Friday, February 1, 2008

New plan for HIV marriage tests

A commission set up by the Indian state of Maharashtra have provisionally approved the compulsory human immunodeficiency virus testing of couples before marriage.


If the determination is made into law, Maharashtra would be the first state in the state to have got such as a scheme.


Officials attending the meeting said that mandatory testing was necessary in a state where human immunodeficiency virus consciousness is low.


But they state that the proposal will not be enforced until extended populace audiences have got taken place.


The state of Andhra Pradesh announced similar programs in 2006 but they were abandoned.


India have one of the peak Numbers of people with human immunodeficiency virus in the world.


'High risk'


Supporting the usage of mandatory Aids diagnostic tests before matrimony in Maharashtra, lawyer Jaya Nair of the state's Law Graduates Association said the move was indispensable for a society where human immunodeficiency virus prevalence is so high.
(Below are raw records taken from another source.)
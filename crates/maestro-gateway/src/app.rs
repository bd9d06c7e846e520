use std::sync::Arc;
use std::time::Instant;

use axum::{
    routing::{get, post},
    Router,
};
use tokio_util::sync::CancellationToken;

use maestro_engine::Orchestrator;
use maestro_tasks::TaskScheduler;

/// Central shared state, passed as Arc<AppState> to all Axum handlers.
pub struct AppState {
    pub orch: Arc<Orchestrator>,
    pub scheduler: Arc<TaskScheduler>,
    pub started_at: Instant,
    /// Cancelled once on ctrl-c; every long-lived loop watches it.
    pub shutdown: CancellationToken,
}

/// Assemble the full Axum router.
pub fn build_router(state: Arc<AppState>) -> Router {
    Router::new()
        .route("/health", get(crate::http::health::health_handler))
        .route("/ws", get(crate::ws::connection::ws_handler))
        .route("/ask", post(crate::http::plugin::ask_handler))
        .route("/notify", post(crate::http::plugin::notify_handler))
        .with_state(state)
        .layer(tower_http::trace::TraceLayer::new_for_http())
}
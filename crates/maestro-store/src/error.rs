use thiserror::Error;

#[derive(Debug, Error)]
pub enum StoreError {
    #[error("database error: {0}")]
    Database(#[from] rusqlite::Error),

    #[error("session not found: {id}")]
    SessionNotFound { id: String },

    #[error("task not found: {id}")]
    TaskNotFound { id: String },

    #[error("invalid {what}: {value}")]
    InvalidValue { what: &'static str, value: String },
}

pub type Result<T> = std::result::Result<T, StoreError>;
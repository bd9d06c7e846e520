//! Durable record of sessions, messages, and tasks.
//!
//! Single SQLite connection behind a `Mutex`: one writer, serialised
//! writes, WAL journal. All hot statements go through `prepare_cached`.

pub mod db;
pub mod error;
pub mod maintenance;
pub mod store;
pub mod types;

pub use error::{Result, StoreError};
pub use store::Store;
pub use types::{
    FailureReason, MessageKind, MessageRecord, NewMessage, NewSession, NewTask, Role,
    SessionRecord, TaskPatch, TaskRecord, TaskStatus,
};
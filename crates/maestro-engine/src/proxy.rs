use std::collections::VecDeque;
use std::sync::Mutex;

use tokio::sync::mpsc;
use tracing::debug;

use maestro_core::config::PROXY_QUEUE_CAP;
use maestro_protocol::server::{FrameKind, ServerEvent};

/// Outbound half of one client connection: serialized frames in, socket out.
pub type ClientSink = mpsc::Sender<String>;

struct QueuedFrame {
    kind: FrameKind,
    json: String,
}

struct ProxyInner {
    conn: Option<ClientSink>,
    queue: VecDeque<QueuedFrame>,
}

/// Buffered bridge between a session runner and the current client
/// connection. Survives reconnects: while no connection is attached, frames
/// accumulate in a bounded queue that `attach` drains to the newcomer.
///
/// `send` never fails: a closed or missing connection buffers, and a full
/// queue silently drops the overflow.
pub struct ClientProxy {
    inner: Mutex<ProxyInner>,
}

impl ClientProxy {
    pub fn new(conn: Option<ClientSink>) -> Self {
        Self {
            inner: Mutex::new(ProxyInner {
                conn,
                queue: VecDeque::new(),
            }),
        }
    }

    pub fn send(&self, event: &ServerEvent) {
        self.send_frame(event.kind(), event.to_json());
    }

    fn send_frame(&self, kind: FrameKind, json: String) {
        let mut inner = self.inner.lock().unwrap();
        if let Some(ref conn) = inner.conn {
            match conn.try_send(json) {
                Ok(()) => return,
                Err(mpsc::error::TrySendError::Closed(json)) => {
                    inner.conn = None;
                    enqueue(&mut inner.queue, QueuedFrame { kind, json });
                }
                Err(mpsc::error::TrySendError::Full(json)) => {
                    enqueue(&mut inner.queue, QueuedFrame { kind, json });
                }
            }
        } else {
            enqueue(&mut inner.queue, QueuedFrame { kind, json });
        }
    }

    /// Attach a (re)connected client and drain the queue to it.
    ///
    /// With `drop_text` set, queued text and thinking frames are discarded;
    /// the caller has just replayed the accumulated buffer and re-sending
    /// them would duplicate prose. Tool/status/done frames are retained.
    pub fn attach(&self, conn: ClientSink, drop_text: bool) {
        let mut inner = self.inner.lock().unwrap();
        let queued = std::mem::take(&mut inner.queue);
        let mut dropped = 0usize;
        for frame in queued {
            if drop_text && matches!(frame.kind, FrameKind::Text | FrameKind::Thinking) {
                dropped += 1;
                continue;
            }
            // A connection that dies mid-drain loses the remainder; the next
            // attach starts from the live stream again.
            let _ = conn.try_send(frame.json);
        }
        if dropped > 0 {
            debug!(dropped, "queued text frames discarded on reattach");
        }
        inner.conn = Some(conn);
    }

    /// Drop the active connection, keeping the buffer.
    pub fn detach(&self) {
        self.inner.lock().unwrap().conn = None;
    }

    pub fn is_attached(&self) -> bool {
        let inner = self.inner.lock().unwrap();
        inner.conn.as_ref().is_some_and(|c| !c.is_closed())
    }

    /// The currently attached connection, if it is still open.
    pub fn sink(&self) -> Option<ClientSink> {
        let inner = self.inner.lock().unwrap();
        inner.conn.clone().filter(|c| !c.is_closed())
    }
}

fn enqueue(queue: &mut VecDeque<QueuedFrame>, frame: QueuedFrame) {
    if queue.len() >= PROXY_QUEUE_CAP {
        return; // overflow is dropped silently
    }
    queue.push_back(frame);
}

#[cfg(test)]
mod tests {
    use super::*;

    fn text(t: &str) -> ServerEvent {
        ServerEvent::Text {
            text: t.into(),
            tab_id: None,
            catch_up: false,
        }
    }

    fn done() -> ServerEvent {
        ServerEvent::Done {
            tab_id: None,
            duration: 1,
        }
    }

    #[tokio::test]
    async fn attached_connection_receives_immediately() {
        let (tx, mut rx) = mpsc::channel(8);
        let proxy = ClientProxy::new(Some(tx));
        proxy.send(&text("hi"));
        let frame = rx.recv().await.unwrap();
        assert!(frame.contains("\"hi\""));
    }

    #[tokio::test]
    async fn detached_frames_buffer_and_drain_on_attach() {
        let proxy = ClientProxy::new(None);
        proxy.send(&text("one"));
        proxy.send(&done());

        let (tx, mut rx) = mpsc::channel(8);
        proxy.attach(tx, false);
        assert!(rx.recv().await.unwrap().contains("one"));
        assert!(rx.recv().await.unwrap().contains("done"));
    }

    #[tokio::test]
    async fn reattach_drops_text_keeps_control_frames() {
        let proxy = ClientProxy::new(None);
        proxy.send(&text("stale prose"));
        proxy.send(&ServerEvent::Tool {
            tool: "Bash".into(),
            input: "{}".into(),
            tab_id: None,
        });
        proxy.send(&done());

        let (tx, mut rx) = mpsc::channel(8);
        proxy.attach(tx, true);
        let first = rx.recv().await.unwrap();
        assert!(first.contains("\"tool\""), "text should be gone: {first}");
        let second = rx.recv().await.unwrap();
        assert!(second.contains("\"done\""));
        assert!(rx.try_recv().is_err());
    }

    #[tokio::test]
    async fn send_to_closed_connection_does_not_panic_and_buffers() {
        let (tx, rx) = mpsc::channel(1);
        drop(rx);
        let proxy = ClientProxy::new(Some(tx));
        proxy.send(&text("lost?"));
        assert!(!proxy.is_attached());

        let (tx2, mut rx2) = mpsc::channel(8);
        proxy.attach(tx2, false);
        assert!(rx2.recv().await.unwrap().contains("lost?"));
    }

    #[tokio::test]
    async fn queue_overflow_is_dropped_silently() {
        let proxy = ClientProxy::new(None);
        for i in 0..(PROXY_QUEUE_CAP + 10) {
            proxy.send(&text(&format!("m{i}")));
        }
        let (tx, mut rx) = mpsc::channel(PROXY_QUEUE_CAP + 16);
        proxy.attach(tx, false);
        let mut count = 0;
        while rx.try_recv().is_ok() {
            count += 1;
        }
        assert_eq!(count, PROXY_QUEUE_CAP);
    }
}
Some Indian politicians are actively encouraging human immunodeficiency virus tests

The association have petitioned the Mumbai High tribunal and Supreme Court over the issue, as well as making mental representations to the state parliament.


"We make not care what people make in their personal lives and this is not to irrupt on their space," said Multiple Sclerosis Nair.


"However, there are an increasing figure of lawsuits where a individual makes not know, or deliberately hides, his or her human immunodeficiency virus position and travels ahead with an arranged marriage.


"The partner and the children are at high hazard and bear the brunt of it all their lives."


Another protagonist of the proposal, radiocommunication broadcaster Pankaj Athawale, said that if it travels ahead the government will have got to be on the qui vive for deceitful certifications which might be used to cover up an individual's HIV positive status.

'Not comfortable'


Opposition to this proposal come ups from different quarters.


Guidelines laid down by the National Aids Control Arrangement state that no-one should be forced to experience a compulsory human immunodeficiency virus test, and the consequences should not be used as stipulations for employment or providing healthcare.


The arrangement argued that diagnostic tests should be taken ahead of matrimony only if both political parties are in agreement.

"I don't believe it should be compulsory. I am not comfy with forcing people to make any sort of testing," said human rights lawyer Siddharth Narrain.


Management executive director Prajakta Bengali argued that such as an thought have a long manner to travel before it goes socially acceptable.


"Families travel through respective units of ammunition of horoscopes and planet charts but they will not hold to human immunodeficiency virus testing," she said.

The proposals have got not been universally well received


"And this is not about rural people or the poor. Most of the educated urban people would have got issues even talking about it. Implementing this diagnostic test would be near impossible."

But at a community clinic in North Mumbai, frail Sarita [not her existent name] - who have been human immunodeficiency virus positive for the last five old age - wishings she had been tested before getting married.


"My hubby never told me, and died as an castaway Aids patient in a local hospital," she said.


"Only after he was admitted was I told to travel for tests, and the docs discovered that I had contracted [the illness] too.


"Over the last few old age I have got lost household support and I cannot work like before. I was cheated and the individual who cheated me is dead. I wish things had been different."